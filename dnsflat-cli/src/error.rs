//! CLI-specific error types with exit codes.
//!
//! This module defines error types specific to the CLI layer,
//! wrapping library errors and providing appropriate exit codes.

use dnsflat::Error as LibError;
use std::fmt;

/// CLI-specific error type with exit code mapping.
#[derive(Debug)]
pub enum CliError {
    /// Library error (wrapped).
    Library(LibError),

    /// I/O error.
    Io(std::io::Error),
}

impl CliError {
    /// Get the appropriate exit code for this error.
    ///
    /// Exit codes:
    /// - 0: Success (not an error)
    /// - 2: Invalid arguments (reported by clap)
    /// - 5: I/O error
    /// - 6: Other library error (unreadable file or directory)
    pub fn exit_code(&self) -> i32 {
        match self {
            CliError::Library(LibError::Io(_)) | CliError::Io(_) => 5,
            CliError::Library(_) => 6,
        }
    }
}

impl fmt::Display for CliError {
    fn fmt(&self, f: &mut fmt::Formatter<'_>) -> fmt::Result {
        match self {
            CliError::Library(e) => write!(f, "{e}"),
            CliError::Io(e) => write!(f, "I/O error: {e}"),
        }
    }
}

impl std::error::Error for CliError {
    fn source(&self) -> Option<&(dyn std::error::Error + 'static)> {
        match self {
            CliError::Library(e) => Some(e),
            CliError::Io(e) => Some(e),
        }
    }
}

impl From<LibError> for CliError {
    fn from(e: LibError) -> Self {
        CliError::Library(e)
    }
}

impl From<std::io::Error> for CliError {
    fn from(e: std::io::Error) -> Self {
        CliError::Io(e)
    }
}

---*---

Exercise description: Return the full listing. Leave every word as it stands.

Exercise response:
filename dnsflat-cli/src/error.rs
//! CLI-specific error types with exit codes.
//!
//! This module defines error types specific to the CLI layer,
//! wrapping library errors and providing appropriate exit codes.

use dnsflat::Error as LibError;
use std::fmt;

/// CLI-specific error type with exit code mapping.
#[derive(Debug)]
pub enum CliError {
    /// Library error (wrapped).
    Library(LibError),

    /// I/O error.
    Io(std::io::Error),
}

impl CliError {
    /// Get the appropriate exit code for this error.
    ///
    /// Exit codes:
    /// - 0: Success (not an error)
    /// - 2: Invalid arguments (reported by clap)
    /// - 5: I/O error
    /// - 6: Other library error (unreadable file or directory)
    pub fn exit_code(&self) -> i32 {
        match self {
            CliError::Library(LibError::Io(_)) | CliError::Io(_) => 5,
            CliError::Library(_) => 6,
        }
    }
}

impl fmt::Display for CliError {
    fn fmt(&self, f: &mut fmt::Formatter<'_>) -> fmt::Result {
        match self {
            CliError::Library(e) => write!(f, "{e}"),
            CliError::Io(e) => write!(f, "I/O error: {e}"),
        }
    }
}

impl std::error::Error for CliError {
    fn source(&self) -> Option<&(dyn std::error::Error + 'static)> {
        match self {
            CliError::Library(e) => Some(e),
            CliError::Io(e) => Some(e),
        }
    }
}

impl From<LibError> for CliError {
    fn from(e: LibError) -> Self {
        CliError::Library(e)
    }
}

impl From<std::io::Error> for CliError {
    fn from(e: std::io::Error) -> Self {
        CliError::Io(e)
    }
}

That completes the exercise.